- **Task prompt**:
Write out, from the entries below, exactly the lines that run between the lines holding "of the release." and "missing or malformed", inclusive, and stop there.

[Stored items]
---------------

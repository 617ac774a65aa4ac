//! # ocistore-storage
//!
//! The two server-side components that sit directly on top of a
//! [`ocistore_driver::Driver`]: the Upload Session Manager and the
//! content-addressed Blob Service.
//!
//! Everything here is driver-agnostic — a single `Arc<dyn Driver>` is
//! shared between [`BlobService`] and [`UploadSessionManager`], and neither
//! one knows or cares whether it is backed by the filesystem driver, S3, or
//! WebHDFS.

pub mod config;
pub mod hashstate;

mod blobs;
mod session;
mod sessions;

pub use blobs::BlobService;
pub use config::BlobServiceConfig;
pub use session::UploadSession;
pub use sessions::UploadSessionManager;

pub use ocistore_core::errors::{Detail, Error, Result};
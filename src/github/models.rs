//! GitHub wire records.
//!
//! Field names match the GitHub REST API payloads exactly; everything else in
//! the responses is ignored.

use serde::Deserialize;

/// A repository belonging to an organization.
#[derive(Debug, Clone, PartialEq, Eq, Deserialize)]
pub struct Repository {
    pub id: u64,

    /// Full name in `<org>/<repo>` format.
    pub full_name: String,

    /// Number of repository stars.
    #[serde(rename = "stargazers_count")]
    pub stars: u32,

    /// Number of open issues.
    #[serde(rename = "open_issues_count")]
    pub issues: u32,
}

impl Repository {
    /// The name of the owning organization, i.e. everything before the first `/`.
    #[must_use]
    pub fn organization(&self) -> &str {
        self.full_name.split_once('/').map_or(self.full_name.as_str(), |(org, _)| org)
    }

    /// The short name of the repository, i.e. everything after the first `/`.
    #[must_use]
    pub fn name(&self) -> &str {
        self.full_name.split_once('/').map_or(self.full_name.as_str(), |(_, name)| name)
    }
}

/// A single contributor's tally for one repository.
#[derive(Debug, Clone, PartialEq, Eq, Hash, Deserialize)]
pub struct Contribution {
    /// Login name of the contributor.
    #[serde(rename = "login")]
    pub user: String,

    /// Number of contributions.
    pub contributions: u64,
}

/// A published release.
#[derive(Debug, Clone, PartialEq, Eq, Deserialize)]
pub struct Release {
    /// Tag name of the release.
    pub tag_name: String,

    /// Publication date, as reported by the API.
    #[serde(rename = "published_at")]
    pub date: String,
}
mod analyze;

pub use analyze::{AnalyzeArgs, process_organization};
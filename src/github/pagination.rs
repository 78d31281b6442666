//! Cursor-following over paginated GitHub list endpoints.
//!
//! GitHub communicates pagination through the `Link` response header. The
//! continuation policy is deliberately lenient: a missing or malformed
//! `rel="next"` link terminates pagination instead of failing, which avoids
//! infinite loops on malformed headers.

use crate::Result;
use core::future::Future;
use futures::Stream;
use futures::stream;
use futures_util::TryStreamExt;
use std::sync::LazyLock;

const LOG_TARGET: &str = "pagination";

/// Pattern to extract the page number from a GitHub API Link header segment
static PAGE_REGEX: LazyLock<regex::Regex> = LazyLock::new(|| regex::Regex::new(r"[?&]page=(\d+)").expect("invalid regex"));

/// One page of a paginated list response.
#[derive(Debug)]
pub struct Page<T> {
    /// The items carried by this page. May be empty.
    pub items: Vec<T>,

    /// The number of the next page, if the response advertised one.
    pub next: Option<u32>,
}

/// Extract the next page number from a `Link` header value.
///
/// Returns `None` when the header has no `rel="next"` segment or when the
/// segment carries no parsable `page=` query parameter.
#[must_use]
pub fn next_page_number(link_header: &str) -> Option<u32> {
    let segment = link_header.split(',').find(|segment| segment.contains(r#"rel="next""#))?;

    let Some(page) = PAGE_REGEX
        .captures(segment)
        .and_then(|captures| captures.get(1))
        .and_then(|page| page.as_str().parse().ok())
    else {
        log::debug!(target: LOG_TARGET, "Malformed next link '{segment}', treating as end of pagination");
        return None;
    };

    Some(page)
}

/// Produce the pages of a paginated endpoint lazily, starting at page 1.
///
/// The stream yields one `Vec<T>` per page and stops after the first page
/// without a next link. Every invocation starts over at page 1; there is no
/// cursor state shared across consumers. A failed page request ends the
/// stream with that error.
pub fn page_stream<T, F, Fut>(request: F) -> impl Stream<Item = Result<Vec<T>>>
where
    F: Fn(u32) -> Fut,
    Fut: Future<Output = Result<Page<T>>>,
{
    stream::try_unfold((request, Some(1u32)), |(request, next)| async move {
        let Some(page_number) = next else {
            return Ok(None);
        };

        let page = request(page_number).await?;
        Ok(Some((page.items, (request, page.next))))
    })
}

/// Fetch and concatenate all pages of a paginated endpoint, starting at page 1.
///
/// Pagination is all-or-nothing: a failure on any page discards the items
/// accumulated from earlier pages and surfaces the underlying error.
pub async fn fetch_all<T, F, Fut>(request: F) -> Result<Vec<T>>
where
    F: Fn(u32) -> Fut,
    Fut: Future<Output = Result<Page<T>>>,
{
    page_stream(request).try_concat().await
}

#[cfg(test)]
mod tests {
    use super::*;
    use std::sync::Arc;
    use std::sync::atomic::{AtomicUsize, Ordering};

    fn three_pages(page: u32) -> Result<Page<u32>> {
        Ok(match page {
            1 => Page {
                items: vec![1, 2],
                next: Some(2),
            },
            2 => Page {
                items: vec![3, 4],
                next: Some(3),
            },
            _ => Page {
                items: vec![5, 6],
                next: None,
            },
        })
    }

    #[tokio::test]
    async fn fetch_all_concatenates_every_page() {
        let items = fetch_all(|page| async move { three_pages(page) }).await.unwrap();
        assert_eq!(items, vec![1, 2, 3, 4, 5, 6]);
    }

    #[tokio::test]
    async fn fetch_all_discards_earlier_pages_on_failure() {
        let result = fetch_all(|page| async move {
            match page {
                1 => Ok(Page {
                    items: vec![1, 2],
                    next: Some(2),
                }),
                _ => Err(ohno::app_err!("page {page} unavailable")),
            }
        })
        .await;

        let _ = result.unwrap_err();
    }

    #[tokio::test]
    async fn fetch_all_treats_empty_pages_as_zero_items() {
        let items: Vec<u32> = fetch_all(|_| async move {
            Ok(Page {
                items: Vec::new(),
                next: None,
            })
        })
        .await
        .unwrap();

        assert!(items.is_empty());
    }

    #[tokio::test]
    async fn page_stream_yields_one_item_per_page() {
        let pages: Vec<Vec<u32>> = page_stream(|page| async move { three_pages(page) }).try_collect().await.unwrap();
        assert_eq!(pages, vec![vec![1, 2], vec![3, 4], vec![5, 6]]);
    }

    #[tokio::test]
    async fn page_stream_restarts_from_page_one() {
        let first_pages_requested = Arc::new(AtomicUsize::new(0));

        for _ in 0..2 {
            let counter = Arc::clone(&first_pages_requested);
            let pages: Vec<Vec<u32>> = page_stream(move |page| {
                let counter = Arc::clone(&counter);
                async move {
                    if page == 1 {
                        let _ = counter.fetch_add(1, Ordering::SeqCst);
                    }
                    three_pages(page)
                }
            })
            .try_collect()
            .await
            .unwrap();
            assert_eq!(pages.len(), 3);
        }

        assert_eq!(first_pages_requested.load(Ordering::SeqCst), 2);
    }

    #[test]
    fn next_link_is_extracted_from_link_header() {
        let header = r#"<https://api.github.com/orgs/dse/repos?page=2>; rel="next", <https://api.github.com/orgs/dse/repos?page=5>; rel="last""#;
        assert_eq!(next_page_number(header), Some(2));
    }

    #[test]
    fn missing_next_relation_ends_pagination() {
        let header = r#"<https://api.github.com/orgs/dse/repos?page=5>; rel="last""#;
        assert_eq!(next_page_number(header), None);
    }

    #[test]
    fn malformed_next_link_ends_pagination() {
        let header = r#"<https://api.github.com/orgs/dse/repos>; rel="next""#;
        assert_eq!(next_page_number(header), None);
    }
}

---------------

- **Your solution**:
    /// Tag name of the release.
    pub tag_name: String,

    /// Publication date, as reported by the API.
    #[serde(rename = "published_at")]
    pub date: String,
}
mod analyze;

pub use analyze::{AnalyzeArgs, process_organization};
filename src/github/pagination.rs
repository 78d31281b6442666
//! Cursor-following over paginated GitHub list endpoints.
//!
//! GitHub communicates pagination through the `Link` response header. The
//! continuation policy is deliberately lenient: a missing or malformed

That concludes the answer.